A system and method are disclosed for providing dynamic normalization of terminal source Excel files. Embodiments of the system and method automatically, continually and non-destructively transform terminal source Excel files from formats that are simple to use by end users into a format that is optimized for automated analysis. Embodiments of the system and method enable businesses to efficiently and effectively analyze corporate data stored and/or managed in Microsoft Excel.
This application claims priority to, and the benefit of, U.S. Provisional Application Ser. No. 61/369,437, filed on Jul. 30, 2010, entitled “A System and Method for Providing Dynamic Normalization of Terminal Source Excel Files,” which is herein incorporated by reference in its entirety.
BACKGROUNDMicrosoft's Excel™ software may be one of the most important storage and access mechanisms for corporate data. Important business data is often collected, managed, stored and used in “terminal source” Excel files. “Terminal source” Excel files differ from other Excel files in that they are actually created by an end user versus being derived by an export or ETL (extract, transform, load) process from some other electronic system. Terminal source files may also be called original or first generation sources. These files are typically created by typing or pasting numbers into a worksheet, or by some other manual or primitive process of collection. Terminal source files cannot be easily recreated if lost or damaged, whereas “non-terminal source” Excel files can be recreated by re-running the automated export or ETL process that first created them. Excel-based data sources remain pervasive despite the efforts of many organizations to define and use larger, centralized, safer, controllable, and auditable data repositories. The popularity of Excel in these cases can be attributed to the familiarity of business users with Excel's features and functions, and with the relative ease in which Excel-based data sources can be created and populated.
Terminal source Excel files are easily created and read directly by end users, however, they are typically ill-suited to support comprehensive data analysis since data normalization is generally required. In fact, the same features that make Excel easy to read by end users often inhibit detailed analysis by other software tools.
Excel itself contains support for data normalization. However, the Excel solution for data normalization involves writing Visual Basic code that is specific to the data in a particular spreadsheet. Since this solution requires fluency with the Visual Basic programming language, and may need to be reproduced for each spreadsheet, this solution is only realistically implemented by a computer programmer, and not by an end user.
Microsoft SQL Server Business Intelligence Development Studio contains support for Excel normalization. However, the SQL Server solution is complex because it requires desktop software be installed and it requires a multiple step process including the definition of workflows. As a result, the SQL Server solution is typically a one-time process that must be manually re-executed each time the target Excel file is updated.
The detailed description will refer to the following drawings, wherein like numerals refer to like elements, and wherein:
A system and method are disclosed for providing dynamic normalization of terminal source Excel files. Embodiments of the system and method automatically, continually and non-destructively transform terminal source Excel files from formats that are simple to use by end users into a format that is optimized for automated analysis.
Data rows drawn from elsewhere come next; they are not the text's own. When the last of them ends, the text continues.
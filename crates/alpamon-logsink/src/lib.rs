//! Log fan-in server (component G).
//!
//! A raw `tokio::net::TcpListener` on `127.0.0.1:<LOG_PORT>` — not HTTP,
//! since the wire format is a bespoke 4-byte length-prefixed frame.
//! Co-resident processes (the shell runtime's logger, systemd units) open a
//! connection and stream framed records; each decoded record becomes a
//! priority-90 POST to `/api/history/logs/` through the shared priority
//! queue.

mod error;
mod record;
mod server;

pub use error::LogSinkError;
pub use record::{LogEntry, LogRecord};
pub use server::LogServer;

/// `logging.handlers.DEFAULT_TCP_LOGGING_PORT` in the reference agent;
/// kept as the default so existing log-forwarding configuration doesn't
/// need to change.
pub const DEFAULT_LOG_PORT: u16 = 9020;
Embodiments of the system and method enable users, e.g., businesses, to efficiently and effectively analyze corporate data stored and/or managed in Microsoft Excel, such as Microsoft Excel 2007.
An Excel file is non-normalized if adding new data to the sheet typically means adding additional columns, without changing the number of rows of the sheet. An Excel file is normalized if adding new data to the sheet typically means adding additional rows, without changing the number of columns or organization of the sheet. Normalization is a process of translating a non-normalized spreadsheet into a normalized spreadsheet.
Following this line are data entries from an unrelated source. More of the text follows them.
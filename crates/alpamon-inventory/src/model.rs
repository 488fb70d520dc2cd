//! The ten logical inventory keys and their fact-source/URL/coercion
//! tables, grounded in the original agent's `COMMIT_DEFS` table.

use crate::coercion::Coercion;

/// One of the ten logical keys an inventory snapshot is keyed by.
#[derive(Debug, Clone, Copy, PartialEq, Eq, Hash)]
pub enum FactKey {
    Server,
    Info,
    Os,
    Time,
    Groups,
    Users,
    Interfaces,
    Addresses,
    Packages,
    PyPackages,
}

impl FactKey {
    pub const ALL: [FactKey; 10] = [
        FactKey::Server,
        FactKey::Info,
        FactKey::Os,
        FactKey::Time,
        FactKey::Groups,
        FactKey::Users,
        FactKey::Interfaces,
        FactKey::Addresses,
        FactKey::Packages,
        FactKey::PyPackages,
    ];

    pub fn as_str(self) -> &'static str {
        match self {
            FactKey::Server => "server",
            FactKey::Info => "info",
            FactKey::Os => "os",
            FactKey::Time => "time",
            FactKey::Groups => "groups",
            FactKey::Users => "users",
            FactKey::Interfaces => "interfaces",
            FactKey::Addresses => "addresses",
            FactKey::Packages => "packages",
            FactKey::PyPackages => "pypackages",
        }
    }

    pub fn from_str(s: &str) -> Option<FactKey> {
        FactKey::ALL.into_iter().find(|k| k.as_str() == s)
    }

    pub fn def(self) -> &'static FactDef {
        match self {
            FactKey::Server => &SERVER_DEF,
            FactKey::Info => &INFO_DEF,
            FactKey::Os => &OS_DEF,
            FactKey::Time => &TIME_DEF,
            FactKey::Groups => &GROUPS_DEF,
            FactKey::Users => &USERS_DEF,
            FactKey::Interfaces => &INTERFACES_DEF,
            FactKey::Addresses => &ADDRESSES_DEF,
            FactKey::Packages => &PACKAGES_DEF,
            FactKey::PyPackages => &PYPACKAGES_DEF,
        }
    }
}

/// A key's fact source, remote collection/sync URLs, primary key field, and
/// type-coercion table. `sql` is `None` for the two keys that don't map
/// straight onto one query (`server` composes two; `pypackages` is answered
/// by shelling out to `pip3 list` rather than the fact-query tool).
#[derive(Debug)]
pub struct FactDef {
    pub key: FactKey,
    pub sql: Option<&'static str>,
    pub multirow: bool,
    pub pk: &'static str,
    pub collect_url: &'static str,
    /// Suffix appended to `collect_url` to reach the sync-snapshot endpoint;
    /// singleton keys use `-/sync/`, multi-row keys use `sync/`.
    pub sync_suffix: &'static str,
    pub coercions: &'static [(&'static str, Coercion)],
}

impl FactDef {
    pub fn sync_url(&self) -> String {
        format!("{}{}", self.collect_url, self.sync_suffix)
    }
}

static SERVER_DEF: FactDef = FactDef {
    key: FactKey::Server,
    sql: None,
    multirow: false,
    pk: "version",
    collect_url: "/api/servers/servers/",
    sync_suffix: "-/sync/",
    coercions: &[("load", Coercion::Float)],
};

static INFO_DEF: FactDef = FactDef {
    key: FactKey::Info,
    sql: Some(
        "SELECT uuid, cpu_type, cpu_subtype, cpu_brand, cpu_physical_cores, cpu_logical_cores, \
         physical_memory, hardware_vendor, hardware_model, hardware_version, hardware_serial, \
         computer_name, hostname, local_hostname FROM system_info",
    ),
    multirow: false,
    pk: "uuid",
    collect_url: "/api/proc/info/",
    sync_suffix: "-/sync/",
    coercions: &[
        ("cpu_logical_cores", Coercion::Int),
        ("cpu_physical_cores", Coercion::Int),
        ("physical_memory", Coercion::Int),
        ("uuid", Coercion::Uuid),
    ],
};

static OS_DEF: FactDef = FactDef {
    key: FactKey::Os,
    sql: Some("SELECT name, version, major, minor, patch, build, platform, platform_like FROM os_version"),
    multirow: false,
    pk: "name",
    collect_url: "/api/proc/os/",
    sync_suffix: "-/sync/",
    coercions: &[
        ("major", Coercion::Int),
        ("minor", Coercion::Int),
        ("patch", Coercion::Int),
    ],
};

static TIME_DEF: FactDef = FactDef {
    key: FactKey::Time,
    sql: Some("SELECT datetime, local_timezone AS timezone, total_seconds AS uptime FROM time INNER JOIN uptime"),
    multirow: false,
    pk: "timezone",
    collect_url: "/api/proc/time/",
    sync_suffix: "-/sync/",
    coercions: &[("uptime", Coercion::Int)],
};

static GROUPS_DEF: FactDef = FactDef {
    key: FactKey::Groups,
    sql: Some("SELECT gid_signed AS gid, groupname FROM groups"),
    multirow: true,
    pk: "gid",
    collect_url: "/api/proc/groups/",
    sync_suffix: "sync/",
    coercions: &[("gid", Coercion::Int)],
};

static USERS_DEF: FactDef = FactDef {
    key: FactKey::Users,
    sql: Some(
        "SELECT uid_signed AS uid, gid_signed AS gid, username, description, directory, shell FROM users",
    ),
    multirow: true,
    pk: "uid",
    collect_url: "/api/proc/users/",
    sync_suffix: "sync/",
    coercions: &[("gid", Coercion::Int), ("uid", Coercion::Int)],
};

static INTERFACES_DEF: FactDef = FactDef {
    key: FactKey::Interfaces,
    sql: Some("SELECT interface AS name, mac, type, flags, mtu, link_speed FROM interface_details"),
    multirow: true,
    pk: "name",
    collect_url: "/api/proc/interfaces/",
    sync_suffix: "sync/",
    coercions: &[
        ("type", Coercion::Int),
        ("flags", Coercion::Int),
        ("mtu", Coercion::Int),
        ("link_speed", Coercion::Int),
    ],
};

static ADDRESSES_DEF: FactDef = FactDef {
    key: FactKey::Addresses,
    sql: Some(
        "SELECT interface AS interface_name, address, mask, broadcast FROM interface_addresses \
         WHERE address NOT LIKE 'fe80%'",
    ),
    multirow: true,
    pk: "address",
    collect_url: "/api/proc/addresses/",
    sync_suffix: "sync/",
    coercions: &[],
};

/// The platform-specific `packages` query is selected at collection time
/// by `alpamon_core::Platform::detect` rather than baked into this table.
static PACKAGES_DEF: FactDef = FactDef {
    key: FactKey::Packages,
    sql: None,
    multirow: true,
    pk: "name",
    collect_url: "/api/proc/packages/",
    sync_suffix: "sync/",
    coercions: &[],
};

static PYPACKAGES_DEF: FactDef = FactDef {
    key: FactKey::PyPackages,
    sql: None,
    multirow: true,
    pk: "name",
    collect_url: "/api/proc/pypackages/",
    sync_suffix: "sync/",
    coercions: &[],
};

/// The per-platform `packages` query, mirrored from `COMMIT_DEFS['packages']`.
pub fn packages_sql(platform: alpamon_core::Platform) -> Option<&'static str> {
    use alpamon_core::Platform;
    match platform {
        Platform::Darwin => Some("SELECT name, path AS source, version FROM homebrew_packages"),
        Platform::Debian => Some("SELECT name, source, arch, version FROM deb_packages"),
        Platform::Rhel => Some("SELECT name, source, arch, version FROM rpm_packages"),
        Platform::Windows => None,
    }
}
Dynamic normalization may be configurable by a user, e.g., a business user, without intervention from trained information technology (IT) specialists and without explicit knowledge of relational databases. Embodiments of the system and method may provide a single panel web-based graphical user interface (GUI) through which a user can provide instructions to configure and initiate dynamic normalization on a given terminal source Excel file.
Dynamic normalization may be pre-viewable. Once a dynamic normalization process is configured, the GUI may present a preview screen to allow users to immediately verify that the normalization process is configured correctly.
Dynamic normalization may be continual in that whenever the terminal source Excel file is updated with new data, dynamic normalization may be configured to re-occur automatically, without user intervention, to assure that consuming software tools always operate on the most up-to-date data.
Dynamic normalization may be non-destructive. In other words, the original terminal source Excel file may remain intact and usable for its original intended use.
With reference now to
Referring back to
An embodiment of the method 200 may prompt the user for and obtain information regarding the non-normalized data to define a number of normalization parameters 132 (block 208). Using these parameters, an embodiment of the method 200 may automatically transform a spreadsheet containing non-normalized data 112 into a normalized spreadsheet containing normalized data 122, without modifying the original (non-normalized) spreadsheet. With reference now to
With reference now to
The normalization parameter Sheet 510 may provide a pull-down menu that specifies the sheet within the terminal source Excel file 110 that contains the non-normalized data 112 that should be normalized. Since the terminal source Excel file 110 may have multiple sheets, this parameter allows the user to specify the correct sheet for normalization.
The normalization parameter Data Entity Name 520 is the name that may be used by external automated analysis programs 140 to reference the normalized version 122 of the non-normalized data 112 in the terminal source Excel file 110.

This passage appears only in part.